Output the following data exactly.

* [DATA PROVIDED]:
___
fn main() {
    if let Err(err) = impact_series::run() {
        eprintln!("error: {err:#}");
        std::process::exit(1);
    }
}
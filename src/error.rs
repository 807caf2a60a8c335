//! Failure taxonomy of the merge and assembly core.
//!
//! Every variant renders a distinct, user-facing message so that failures
//! raised while building the table can be told apart from failures of the
//! estimator that later consumes it.

use thiserror::Error;

pub type MergeResult<T> = std::result::Result<T, MergeError>;

#[derive(Debug, Error, Clone, PartialEq, Eq)]
pub enum MergeError {
    /// A source batch is empty, unreadable, or has no identifiable date column.
    #[error("{0}")]
    MalformedData(String),

    /// A date value does not match the expected format.
    #[error("date value '{value}' does not match the expected '{expected}' format")]
    DateFormatError { value: String, expected: String },

    /// The requested target metric is not among the merged columns.
    #[error("target metric '{0}' is not present in the merged data; re-select the target metric")]
    TargetColumnMissing(String),

    /// A declared metric (or the date column) is absent from a source row.
    #[error("column '{column}' is missing from a '{tag}' source row")]
    MissingKey { tag: String, column: String },

    /// A declared metric was classified as non-numeric.
    #[error("column '{column}' in the '{tag}' source is not numeric")]
    NonNumericMetric { tag: String, column: String },

    #[error("start date {from} is after end date {to}")]
    InvalidDateRange { from: String, to: String },

    #[error("No data in datasources!")]
    EmptyMerge,

    #[error("event date {event} must fall after {from} and on or before {to}")]
    EventOutOfRange {
        from: String,
        to: String,
        event: String,
    },
}

impl MergeError {
    pub(crate) fn malformed(message: impl Into<String>) -> Self {
        MergeError::MalformedData(message.into())
    }

    pub(crate) fn date_format(value: impl Into<String>, expected: &str) -> Self {
        MergeError::DateFormatError {
            value: value.into(),
            expected: expected.to_string(),
        }
    }

    pub(crate) fn missing_key(tag: &str, column: &str) -> Self {
        MergeError::MissingKey {
            tag: tag.to_string(),
            column: column.to_string(),
        }
    }
}
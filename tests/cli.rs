mod common;

use std::fs;

use assert_cmd::Command;
use predicates::str::contains;

use common::TestWorkspace;

fn impact_series() -> Command {
    Command::cargo_bin("impact-series").expect("binary exists")
}

#[test]
fn probe_lists_column_roles_and_range() {
    let workspace = TestWorkspace::new();
    let input = workspace.write(
        "upload.csv",
        "store;order_date;orders\nnorth;Jan 03 2024;4\nsouth;Jan 01 2024;\n",
    );
    impact_series()
        .args([
            "probe",
            "-i",
            input.to_str().unwrap(),
            "--delimiter",
            ";",
            "--convert-dates",
        ])
        .assert()
        .success()
        .stdout(contains("order_date  date"))
        .stdout(contains("orders      numeric"))
        .stdout(contains("store       categorical"))
        .stdout(contains("date range: 2024-01-01 to 2024-01-03"));
}

#[test]
fn probe_rejects_upload_without_date_column() {
    let workspace = TestWorkspace::new();
    let input = workspace.write("upload.csv", "store,orders\nnorth,4\n");
    impact_series()
        .args(["probe", "-i", input.to_str().unwrap()])
        .assert()
        .failure()
        .stderr(contains("'date' column not found"));
}

#[test]
fn probe_reads_stdin() {
    impact_series()
        .args(["probe", "-i", "-"])
        .write_stdin("date,orders\n2024-02-01,1\n2024-02-05,2\n")
        .assert()
        .success()
        .stdout(contains("date range: 2024-02-01 to 2024-02-05"));
}

#[test]
fn report_writes_csv_with_target_first() {
    let workspace = TestWorkspace::new();
    let request = workspace.write_full_report();
    let output = workspace.path().join("series.csv");
    impact_series()
        .args([
            "report",
            "-r",
            request.to_str().unwrap(),
            "-o",
            output.to_str().unwrap(),
        ])
        .assert()
        .success();

    let contents = fs::read_to_string(&output).expect("read output");
    let mut lines = contents.lines();
    let header = lines.next().expect("header");
    assert!(header.starts_with("date,csv_orders,gads_clicks,gads_ctr"));
    assert!(header.ends_with("bq_revenue"));
    assert!(lines.next().expect("first row").starts_with("2024-01-01,4,20,0.05,15,0"));
    assert_eq!(contents.lines().count(), 6);
}

#[test]
fn report_json_carries_periods() {
    let workspace = TestWorkspace::new();
    let request = workspace.write_full_report();
    let assert = impact_series()
        .args(["report", "-r", request.to_str().unwrap(), "--format", "json"])
        .assert()
        .success();
    let value: serde_json::Value =
        serde_json::from_slice(&assert.get_output().stdout).expect("parse json");
    assert_eq!(value["index"][0], "2024-01-01");
    assert_eq!(value["columns"][0], "csv_orders");
    assert_eq!(value["data"][2][0], 1200.0);
    assert_eq!(value["has_filled_gaps"], true);
    assert_eq!(value["pre_period"], serde_json::json!([0, 2]));
    assert_eq!(value["post_period"], serde_json::json!([3, 4]));
}

#[test]
fn report_table_and_summary_render_to_stdout() {
    let workspace = TestWorkspace::new();
    let request = workspace.write_full_report();
    impact_series()
        .args(["report", "-r", request.to_str().unwrap(), "--table", "--summary"])
        .assert()
        .success()
        .stdout(contains("2024-01-05"))
        .stdout(contains("column"))
        .stdout(contains("75%"))
        .stdout(contains("ga4_sessions"));
}

#[test]
fn report_with_unknown_target_fails() {
    let workspace = TestWorkspace::new();
    workspace.write("orders.csv", "date,orders\n2024-01-01,3\n");
    let request = workspace.write(
        "request.yaml",
        "from_date: 2024-01-01\nto_date: 2024-01-03\nevent_date: 2024-01-02\ntarget_event: ga4_sessions\nsources:\n  csv:\n    path: orders.csv\n    metrics: [orders]\n",
    );
    impact_series()
        .args(["report", "-r", request.to_str().unwrap()])
        .assert()
        .failure()
        .stderr(contains("target metric 'ga4_sessions' is not present"));
}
___
* [RESULT FOR THIS EXERCISE]:
fn main() {
    if let Err(err) = impact_series::run() {
        eprintln!("error: {err:#}");
        std::process::exit(1);
    }
}
filename src/error.rs
repository 807caf2a60a8c335
//! Failure taxonomy of the merge and assembly core.
//!
//! Every variant renders a distinct, user-facing message so that failures
//! raised while building the table can be told apart from failures of the
//! estimator that later consumes it.

use thiserror::Error;

pub type MergeResult<T> = std::result::Result<T, MergeError>;

#[derive(Debug, Error, Clone, PartialEq, Eq)]
pub enum MergeError {
    /// A source batch is empty, unreadable, or has no identifiable date column.
    #[error("{0}")]
    MalformedData(String),

    /// A date value does not match the expected format.
    #[error("date value '{value}' does not match the expected '{expected}' format")]
    DateFormatError { value: String, expected: String },

    /// The requested target metric is not among the merged columns.
    #[error("target metric '{0}' is not present in the merged data; re-select the target metric")]
    TargetColumnMissing(String),

    /// A declared metric (or the date column) is absent from a source row.
    #[error("column '{column}' is missing from a '{tag}' source row")]
    MissingKey { tag: String, column: String },

    /// A declared metric was classified as non-numeric.
    #[error("column '{column}' in the '{tag}' source is not numeric")]
    NonNumericMetric { tag: String, column: String },

    #[error("start date {from} is after end date {to}")]
    InvalidDateRange { from: String, to: String },

    #[error("No data in datasources!")]
    EmptyMerge,

    #[error("event date {event} must fall after {from} and on or before {to}")]
    EventOutOfRange {
        from: String,
        to: String,
        event: String,
    },
}

impl MergeError {
    pub(crate) fn malformed(message: impl Into<String>) -> Self {
        MergeError::MalformedData(message.into())
    }

    pub(crate) fn date_format(value: impl Into<String>, expected: &str) -> Self {
        MergeError::DateFormatError {
            value: value.into(),
            expected: expected.to_string(),
        }
    }

    pub(crate) fn missing_key(tag: &str, column: &str) -> Self {
        MergeError::MissingKey {
            tag: tag.to_string(),
            column: column.to_string(),
        }
    }
}
filename tests/cli.rs
mod common;

use std::fs;

use assert_cmd::Command;
use predicates::str::contains;

use common::TestWorkspace;

fn impact_series() -> Command {
    Command::cargo_bin("impact-series").expect("binary exists")
}

#[test]
fn probe_lists_column_roles_and_range() {
    let workspace = TestWorkspace::new();
    let input = workspace.write(
        "upload.csv",
        "store;order_date;orders\nnorth;Jan 03 2024;4\nsouth;Jan 01 2024;\n",
    );
    impact_series()
        .args([
            "probe",
            "-i",
            input.to_str().unwrap(),
            "--delimiter",
            ";",
            "--convert-dates",
        ])
        .assert()
        .success()
        .stdout(contains("order_date  date"))
        .stdout(contains("orders      numeric"))
        .stdout(contains("store       categorical"))
        .stdout(contains("date range: 2024-01-01 to 2024-01-03"));
}

#[test]
fn probe_rejects_upload_without_date_column() {
    let workspace = TestWorkspace::new();
    let input = workspace.write("upload.csv", "store,orders\nnorth,4\n");
    impact_series()
        .args(["probe", "-i", input.to_str().unwrap()])
        .assert()
        .failure()
        .stderr(contains("'date' column not found"));
}

#[test]
fn probe_reads_stdin() {
    impact_series()
        .args(["probe", "-i", "-"])
        .write_stdin("date,orders\n2024-02-01,1\n2024-02-05,2\n")
        .assert()
        .success()
        .stdout(contains("date range: 2024-02-01 to 2024-02-05"));
}

#[test]
fn report_writes_csv_with_target_first() {
    let workspace = TestWorkspace::new();
    let request = workspace.write_full_report();
    let output = workspace.path().join("series.csv");
    impact_series()
        .args([
            "report",
            "-r",
            request.to_str().unwrap(),
            "-o",
            output.to_str().unwrap(),
        ])
        .assert()
        .success();

    let contents = fs::read_to_string(&output).expect("read output");
    let mut lines = contents.lines();
    let header = lines.next().expect("header");
    assert!(header.starts_with("date,csv_orders,gads_clicks,gads_ctr"));
    assert!(header.ends_with("bq_revenue"));
    assert!(lines.next().expect("first row").starts_with("2024-01-01,4,20,0.05,15,0"));
    assert_eq!(contents.lines().count(), 6);
}

#[test]
fn report_json_carries_periods() {
    let workspace = TestWorkspace::new();
    let request = workspace.write_full_report();
    let assert = impact_series()
        .args(["report", "-r", request.to_str().unwrap(), "--format", "json"])
        .assert()
        .success();
    let value: serde_json::Value =
        serde_json::from_slice(&assert.get_output().stdout).expect("parse json");
    assert_eq!(value["index"][0], "2024-01-01");
    assert_eq!(value["columns"][0], "csv_orders");
    assert_eq!(value["data"][2][0], 1200.0);
    assert_eq!(value["has_filled_gaps"], true);
    assert_eq!(value["pre_period"], serde_json::json!([0, 2]));
    assert_eq!(value["post_period"], serde_json::json!([3, 4]));
}

#[test]
fn report_table_and_summary_render_to_stdout() {
    let workspace = TestWorkspace::new();
    let request = workspace.write_full_report();
    impact_series()
        .args(["report", "-r", request.to_str().unwrap(), "--table", "--summary"])
        .assert()
        .success()
        .stdout(contains("2024-01-05"))
        .stdout(contains("column"))
        .stdout(contains("75%"))
        .stdout(contains("ga4_sessions"));
}

#[test]
fn report_with_unknown_target_fails() {
    let workspace = TestWorkspace::new();
    workspace.write("orders.csv", "date,orders\n2024-01-01,3\n");
    let request = workspace.write(
        "request.yaml",
        "from_date: 2024-01-01\nto_date: 2024-01-03\nevent_date: 2024-01-02\ntarget_event: ga4_sessions\nsources:\n  csv:\n    path: orders.csv\n    metrics: [orders]\n",
    );
    impact_series()
        .args(["report", "-r", request.to_str().unwrap()])
        .assert()
        .failure()
        .stderr(contains("target metric 'ga4_sessions' is not present"));
}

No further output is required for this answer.